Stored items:

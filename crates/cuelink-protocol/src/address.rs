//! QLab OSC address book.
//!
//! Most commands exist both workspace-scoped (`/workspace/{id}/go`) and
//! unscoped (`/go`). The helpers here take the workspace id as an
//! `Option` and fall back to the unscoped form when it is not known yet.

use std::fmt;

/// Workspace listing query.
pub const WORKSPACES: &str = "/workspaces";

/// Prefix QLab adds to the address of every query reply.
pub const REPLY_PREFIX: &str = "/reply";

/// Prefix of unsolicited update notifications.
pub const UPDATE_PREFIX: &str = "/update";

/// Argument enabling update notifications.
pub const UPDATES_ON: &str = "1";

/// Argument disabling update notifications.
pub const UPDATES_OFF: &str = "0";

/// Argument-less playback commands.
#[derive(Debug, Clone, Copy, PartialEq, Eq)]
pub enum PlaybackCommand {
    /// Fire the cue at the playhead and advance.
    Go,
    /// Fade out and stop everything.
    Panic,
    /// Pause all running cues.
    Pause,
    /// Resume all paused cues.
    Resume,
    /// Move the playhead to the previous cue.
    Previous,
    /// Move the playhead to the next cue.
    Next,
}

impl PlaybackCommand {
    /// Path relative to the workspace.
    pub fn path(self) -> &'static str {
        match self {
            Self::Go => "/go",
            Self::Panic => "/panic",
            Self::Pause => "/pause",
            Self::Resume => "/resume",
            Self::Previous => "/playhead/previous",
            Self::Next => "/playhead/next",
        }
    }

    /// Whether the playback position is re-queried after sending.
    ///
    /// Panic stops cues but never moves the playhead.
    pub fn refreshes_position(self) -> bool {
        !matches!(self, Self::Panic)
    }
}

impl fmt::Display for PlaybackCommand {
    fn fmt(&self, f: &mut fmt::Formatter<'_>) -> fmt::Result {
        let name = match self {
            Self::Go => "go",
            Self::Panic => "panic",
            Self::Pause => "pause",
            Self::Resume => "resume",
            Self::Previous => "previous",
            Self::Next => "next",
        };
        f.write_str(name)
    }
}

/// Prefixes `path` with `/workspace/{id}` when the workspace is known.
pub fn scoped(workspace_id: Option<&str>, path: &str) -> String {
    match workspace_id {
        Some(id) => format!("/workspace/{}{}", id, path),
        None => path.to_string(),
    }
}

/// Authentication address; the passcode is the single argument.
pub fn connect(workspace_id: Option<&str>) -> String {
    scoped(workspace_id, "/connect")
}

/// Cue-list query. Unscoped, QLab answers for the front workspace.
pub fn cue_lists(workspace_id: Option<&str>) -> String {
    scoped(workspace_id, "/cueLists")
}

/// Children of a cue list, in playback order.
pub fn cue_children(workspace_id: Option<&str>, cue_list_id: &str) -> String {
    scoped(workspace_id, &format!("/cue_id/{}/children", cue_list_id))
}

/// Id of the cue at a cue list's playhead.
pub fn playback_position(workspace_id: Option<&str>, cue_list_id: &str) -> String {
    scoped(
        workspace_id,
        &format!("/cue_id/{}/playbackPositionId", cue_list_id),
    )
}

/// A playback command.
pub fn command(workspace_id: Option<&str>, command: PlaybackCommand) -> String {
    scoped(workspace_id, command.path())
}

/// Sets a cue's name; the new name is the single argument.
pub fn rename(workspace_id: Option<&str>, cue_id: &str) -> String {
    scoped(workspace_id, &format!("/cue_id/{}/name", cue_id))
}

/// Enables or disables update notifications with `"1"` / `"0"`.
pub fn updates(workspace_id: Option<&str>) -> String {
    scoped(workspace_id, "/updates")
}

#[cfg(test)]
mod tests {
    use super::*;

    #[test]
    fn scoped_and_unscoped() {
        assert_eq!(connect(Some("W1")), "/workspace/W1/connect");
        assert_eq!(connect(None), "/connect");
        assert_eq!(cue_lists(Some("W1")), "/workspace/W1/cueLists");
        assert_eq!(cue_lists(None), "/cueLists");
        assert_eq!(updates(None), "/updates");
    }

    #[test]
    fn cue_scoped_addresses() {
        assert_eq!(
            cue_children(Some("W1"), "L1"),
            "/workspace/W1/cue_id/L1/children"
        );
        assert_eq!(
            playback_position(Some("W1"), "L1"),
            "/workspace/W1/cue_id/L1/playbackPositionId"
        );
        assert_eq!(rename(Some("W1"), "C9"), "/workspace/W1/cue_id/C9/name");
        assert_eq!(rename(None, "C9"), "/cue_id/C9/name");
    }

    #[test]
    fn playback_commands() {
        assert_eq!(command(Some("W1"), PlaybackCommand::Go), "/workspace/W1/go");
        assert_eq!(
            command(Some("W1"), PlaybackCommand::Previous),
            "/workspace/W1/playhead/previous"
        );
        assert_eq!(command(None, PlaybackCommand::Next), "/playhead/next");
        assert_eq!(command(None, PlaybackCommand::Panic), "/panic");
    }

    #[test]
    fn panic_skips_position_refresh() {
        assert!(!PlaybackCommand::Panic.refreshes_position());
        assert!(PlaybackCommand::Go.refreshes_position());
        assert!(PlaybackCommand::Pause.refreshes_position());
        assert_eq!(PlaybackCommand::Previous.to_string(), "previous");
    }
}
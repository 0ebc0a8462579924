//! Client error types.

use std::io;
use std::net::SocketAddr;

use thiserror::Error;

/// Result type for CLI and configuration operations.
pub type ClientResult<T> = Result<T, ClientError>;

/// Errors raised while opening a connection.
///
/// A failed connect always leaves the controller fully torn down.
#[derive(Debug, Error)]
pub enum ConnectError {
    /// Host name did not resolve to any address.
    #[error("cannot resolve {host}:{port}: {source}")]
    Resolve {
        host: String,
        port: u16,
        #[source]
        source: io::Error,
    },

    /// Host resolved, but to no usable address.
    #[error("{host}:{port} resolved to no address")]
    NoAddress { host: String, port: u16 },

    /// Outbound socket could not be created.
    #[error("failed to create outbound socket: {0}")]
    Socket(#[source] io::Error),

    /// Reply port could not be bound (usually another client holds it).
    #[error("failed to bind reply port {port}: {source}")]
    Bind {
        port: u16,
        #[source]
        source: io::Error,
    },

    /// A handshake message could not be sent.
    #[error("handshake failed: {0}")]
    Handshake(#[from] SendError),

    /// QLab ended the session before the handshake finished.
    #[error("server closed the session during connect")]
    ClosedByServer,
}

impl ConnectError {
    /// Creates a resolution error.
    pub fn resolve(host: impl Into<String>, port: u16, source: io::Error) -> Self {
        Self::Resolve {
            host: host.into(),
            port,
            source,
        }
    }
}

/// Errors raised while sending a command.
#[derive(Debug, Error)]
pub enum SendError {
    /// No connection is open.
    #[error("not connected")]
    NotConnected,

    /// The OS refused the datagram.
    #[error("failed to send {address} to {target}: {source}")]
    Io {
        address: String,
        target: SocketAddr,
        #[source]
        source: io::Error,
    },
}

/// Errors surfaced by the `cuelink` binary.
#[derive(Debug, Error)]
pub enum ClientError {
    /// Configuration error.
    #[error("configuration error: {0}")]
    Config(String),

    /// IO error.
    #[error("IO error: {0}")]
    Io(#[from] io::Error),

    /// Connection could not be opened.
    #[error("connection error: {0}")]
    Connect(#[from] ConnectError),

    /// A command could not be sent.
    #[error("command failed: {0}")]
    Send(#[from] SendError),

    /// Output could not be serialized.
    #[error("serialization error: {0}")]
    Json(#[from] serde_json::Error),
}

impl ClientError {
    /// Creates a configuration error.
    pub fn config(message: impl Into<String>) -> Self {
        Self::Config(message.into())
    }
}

...

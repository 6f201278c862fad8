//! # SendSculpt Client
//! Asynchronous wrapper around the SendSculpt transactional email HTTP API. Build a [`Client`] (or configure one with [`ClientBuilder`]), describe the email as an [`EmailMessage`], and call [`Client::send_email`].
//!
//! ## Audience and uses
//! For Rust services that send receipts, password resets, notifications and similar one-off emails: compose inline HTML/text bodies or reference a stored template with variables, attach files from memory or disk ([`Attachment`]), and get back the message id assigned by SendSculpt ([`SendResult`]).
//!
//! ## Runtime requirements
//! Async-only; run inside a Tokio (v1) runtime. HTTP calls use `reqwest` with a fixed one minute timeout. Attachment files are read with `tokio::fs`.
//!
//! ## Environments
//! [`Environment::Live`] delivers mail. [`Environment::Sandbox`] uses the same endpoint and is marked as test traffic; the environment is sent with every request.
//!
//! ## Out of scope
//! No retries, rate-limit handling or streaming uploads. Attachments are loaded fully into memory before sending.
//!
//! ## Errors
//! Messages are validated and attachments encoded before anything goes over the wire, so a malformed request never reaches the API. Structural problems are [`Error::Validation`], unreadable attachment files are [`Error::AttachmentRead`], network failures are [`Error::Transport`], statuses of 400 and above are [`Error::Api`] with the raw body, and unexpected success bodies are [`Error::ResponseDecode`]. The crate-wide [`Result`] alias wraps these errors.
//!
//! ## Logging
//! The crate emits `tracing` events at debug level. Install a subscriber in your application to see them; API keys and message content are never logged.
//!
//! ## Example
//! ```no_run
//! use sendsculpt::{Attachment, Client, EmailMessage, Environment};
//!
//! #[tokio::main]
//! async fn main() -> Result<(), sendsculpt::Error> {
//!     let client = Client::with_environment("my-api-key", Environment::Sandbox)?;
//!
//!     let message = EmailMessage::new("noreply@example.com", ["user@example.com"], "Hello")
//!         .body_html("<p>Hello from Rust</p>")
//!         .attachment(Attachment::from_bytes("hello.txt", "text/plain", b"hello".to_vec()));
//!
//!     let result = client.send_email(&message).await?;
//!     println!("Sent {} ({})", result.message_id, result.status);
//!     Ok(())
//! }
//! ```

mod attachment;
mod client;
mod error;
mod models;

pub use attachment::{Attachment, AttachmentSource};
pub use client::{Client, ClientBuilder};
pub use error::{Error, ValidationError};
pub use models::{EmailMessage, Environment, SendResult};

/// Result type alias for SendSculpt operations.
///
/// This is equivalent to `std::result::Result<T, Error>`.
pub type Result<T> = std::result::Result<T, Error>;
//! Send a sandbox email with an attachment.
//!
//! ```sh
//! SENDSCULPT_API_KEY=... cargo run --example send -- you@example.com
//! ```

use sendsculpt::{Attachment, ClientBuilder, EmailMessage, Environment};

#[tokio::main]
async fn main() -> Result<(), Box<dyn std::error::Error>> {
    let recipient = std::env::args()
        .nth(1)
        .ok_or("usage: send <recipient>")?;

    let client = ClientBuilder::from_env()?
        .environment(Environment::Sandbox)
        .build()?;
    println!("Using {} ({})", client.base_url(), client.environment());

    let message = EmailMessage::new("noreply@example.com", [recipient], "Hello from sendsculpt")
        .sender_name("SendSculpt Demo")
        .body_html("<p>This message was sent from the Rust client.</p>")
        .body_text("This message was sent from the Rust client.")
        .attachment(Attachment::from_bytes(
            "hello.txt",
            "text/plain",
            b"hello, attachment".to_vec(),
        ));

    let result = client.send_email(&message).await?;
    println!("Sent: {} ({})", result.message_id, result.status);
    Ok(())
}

Instructions to follow: Look through the entries. Copy out each line with "known" in it.

Response area:
//! `Option` and fall back to the unscoped form when it is not known yet.
/// Prefixes `path` with `/workspace/{id}` when the workspace is known.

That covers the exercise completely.